INFORMATION REQUESTS UNION PREVAILS
VAMC Decatur and NFFE Local 2102, 71 FLRA 428 (Nov. 26, 2019), a ULP decision, found the VA on the losing end of a complaint by the FLRA GC when the agency failed to provide sufficiently specific information on the results of an agency investigation into bargaining unit members' complaints to VA officials that managers were engaged in fraud and intimidation as to a program designed to benefit homeless veterans. One or more managers were disciplined, but the agency declined to provide specifics in response to the Union's information request. Privacy interests did not excuse the lapses in the VA's response to that request.

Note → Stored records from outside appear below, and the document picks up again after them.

use std::collections::BTreeMap;

use serde::{Deserialize, Serialize};

/// One model of a virtual database and the data sources it reads from.
#[derive(Debug, Clone, Serialize, Deserialize, PartialEq, Eq)]
#[serde(rename_all = "camelCase")]
pub struct Model {
    pub name: String,
    #[serde(default)]
    pub source_names: Vec<String>,
}

/// The logical database being published. The descriptor bytes are opaque here.
#[derive(Debug, Clone, Serialize, Deserialize, PartialEq, Eq)]
#[serde(rename_all = "camelCase")]
pub struct VirtualDatabase {
    pub name: String,
    #[serde(default)]
    pub models: Vec<Model>,
    #[serde(default, skip_serializing)]
    pub descriptor: Vec<u8>,
}

impl VirtualDatabase {
    pub fn source_names(&self) -> impl Iterator<Item = &str> {
        self.models
            .iter()
            .flat_map(|m| m.source_names.iter().map(String::as_str))
    }

    /// Lowercase and trim every source name in place.
    pub fn normalize_source_names(&mut self) {
        for model in &mut self.models {
            for source in &mut model.source_names {
                *source = source.trim().to_lowercase();
            }
        }
    }

    pub fn descriptor_file_name(&self) -> String {
        format!("{}-vdb.xml", self.name)
    }
}

#[derive(Debug, Clone, Serialize, Deserialize, PartialEq, Eq)]
#[serde(rename_all = "camelCase")]
pub struct SecretKeyRef {
    pub name: String,
    pub key: String,
}

/// A container environment variable, either literal or read from a secret.
#[derive(Debug, Clone, Serialize, Deserialize, PartialEq, Eq)]
#[serde(rename_all = "camelCase")]
pub struct EnvVar {
    pub name: String,
    #[serde(skip_serializing_if = "Option::is_none")]
    pub value: Option<String>,
    #[serde(skip_serializing_if = "Option::is_none")]
    pub secret_ref: Option<SecretKeyRef>,
}

impl EnvVar {
    pub fn literal(name: impl Into<String>, value: impl Into<String>) -> Self {
        Self {
            name: name.into(),
            value: Some(value.into()),
            secret_ref: None,
        }
    }

    pub fn from_secret(name: impl Into<String>, secret: &str, key: &str) -> Self {
        Self {
            name: name.into(),
            value: None,
            secret_ref: Some(SecretKeyRef {
                name: secret.to_string(),
                key: key.to_string(),
            }),
        }
    }
}

#[derive(Debug, Clone, Serialize, Deserialize, PartialEq, Eq, Default)]
#[serde(rename_all = "camelCase")]
pub struct SsoSettings {
    pub auth_server_url: String,
    /// Environment variable names that receive the auth server url.
    #[serde(default)]
    pub env_keys: Vec<String>,
}

/// Snapshot of a publish request. Owned by exactly one `BuildStatus`.
#[derive(Debug, Clone, Serialize, Deserialize, PartialEq, Eq)]
#[serde(rename_all = "camelCase")]
pub struct PublishConfiguration {
    pub name: String,
    pub revision: u64,
    pub vdb: VirtualDatabase,
    pub build_image_stream: String,
    #[serde(default)]
    pub build_node_selector: BTreeMap<String, String>,
    #[serde(default)]
    pub user_environment_variables: BTreeMap<String, String>,
    #[serde(default)]
    pub user_java_options: String,
    pub cpu_units: String,
    pub container_memory_size: String,
    pub container_disk_size: String,
    #[serde(default)]
    pub enable_odata: bool,
    #[serde(default)]
    pub security_enabled: bool,
    #[serde(default)]
    pub sso: Option<SsoSettings>,
    #[serde(default)]
    environment_variables: Vec<EnvVar>,
    #[serde(default)]
    secret_variables: BTreeMap<String, String>,
}

impl PublishConfiguration {
    pub fn new(name: impl Into<String>, revision: u64, vdb: VirtualDatabase) -> Self {
        Self {
            name: name.into(),
            revision,
            vdb,
            build_image_stream: "fuse-java-openshift:1.0".to_string(),
            build_node_selector: BTreeMap::new(),
            user_environment_variables: BTreeMap::new(),
            user_java_options: String::new(),
            cpu_units: "500m".to_string(),
            container_memory_size: "1024Mi".to_string(),
            container_disk_size: "20Gi".to_string(),
            enable_odata: false,
            security_enabled: false,
            sso: None,
            environment_variables: Vec::new(),
            secret_variables: BTreeMap::new(),
        }
    }

    /// Build-time env vars, taken from the caller's variables only.
    pub fn user_env_vars(&self) -> Vec<EnvVar> {
        self.user_environment_variables
            .iter()
            .map(|(k, v)| EnvVar::literal(k, v))
            .collect()
    }

    /// Variables accumulated during configuration, injected into the deployment.
    pub fn environment_variables(&self) -> &[EnvVar] {
        &self.environment_variables
    }

    /// Base64 encoded secret values keyed by property name.
    pub fn secret_variables(&self) -> &BTreeMap<String, String> {
        &self.secret_variables
    }

    pub fn add_environment_variables(&mut self, vars: impl IntoIterator<Item = EnvVar>) {
        self.environment_variables.extend(vars);
    }

    pub fn add_secret_variables(&mut self, vars: impl IntoIterator<Item = (String, String)>) {
        self.secret_variables.extend(vars);
    }
}

#[cfg(test)]
mod tests {
    use super::*;

    fn vdb() -> VirtualDatabase {
        VirtualDatabase {
            name: "orders".into(),
            models: vec![
                Model {
                    name: "pg".into(),
                    source_names: vec![" Postgres ".into(), "MySQL".into()],
                },
                Model {
                    name: "views".into(),
                    source_names: vec![],
                },
            ],
            descriptor: b"<vdb/>".to_vec(),
        }
    }

    #[test]
    fn normalize_lowercases_and_trims_sources() {
        let mut vdb = vdb();
        vdb.normalize_source_names();
        let names: Vec<&str> = vdb.source_names().collect();
        assert_eq!(names, vec!["postgres", "mysql"]);
    }

    #[test]
    fn accumulated_variables_are_appended() {
        let mut config = PublishConfiguration::new("orders", 3, vdb());
        config.add_environment_variables([EnvVar::literal("A", "1")]);
        config.add_environment_variables([EnvVar::from_secret("B", "dv-orders-secret", "b")]);
        config.add_secret_variables([("b".to_string(), "Yg==".to_string())]);
        assert_eq!(config.environment_variables().len(), 2);
        assert_eq!(
            config.environment_variables()[1].secret_ref,
            Some(SecretKeyRef {
                name: "dv-orders-secret".into(),
                key: "b".into()
            })
        );
        assert_eq!(config.secret_variables().get("b").map(String::as_str), Some("Yg=="));
    }

    #[test]
    fn descriptor_file_is_named_after_vdb() {
        assert_eq!(vdb().descriptor_file_name(), "orders-vdb.xml");
    }
}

Rejecting as and excuse repeated requests by management to the Union for greater specificity in its requests, FLRA explained:
In many cases, a union will not be aware of the contents of a requested document, and the degree of specificity required of a union must take that into account. . . . We reject the argument that a union has failed to articulate its need with requisite specificity, where, as here, the information request referenced a specific agency action and specified that the union needed the information to assess: (1) whether the agency violated established policies, and (2) whether to file a grievance, even though the union did not explain exactly how the information would enable it to determine whether to file a grievance. The Authority has emphasized that such information is necessary because arbitration can function properly only when the grievance procedures leading to it are able to sift out unmeritorious grievances.
As to privacy interests:
[C]onsidering the nature and scope of the wrongdoing at issue, as well as the fact that the disciplined employees were management officials, we discern no error in the Judge's finding that identification of those individuals would "further the public interest in ensuring that 'disciplinary measures imposed are adequate, and that those who are accountable are dealt with in an appropriate manner.'" The Agency's bare assertion that it "took appropriate discipline against the managers who were recommended discipline" is insufficient to serve that purpose.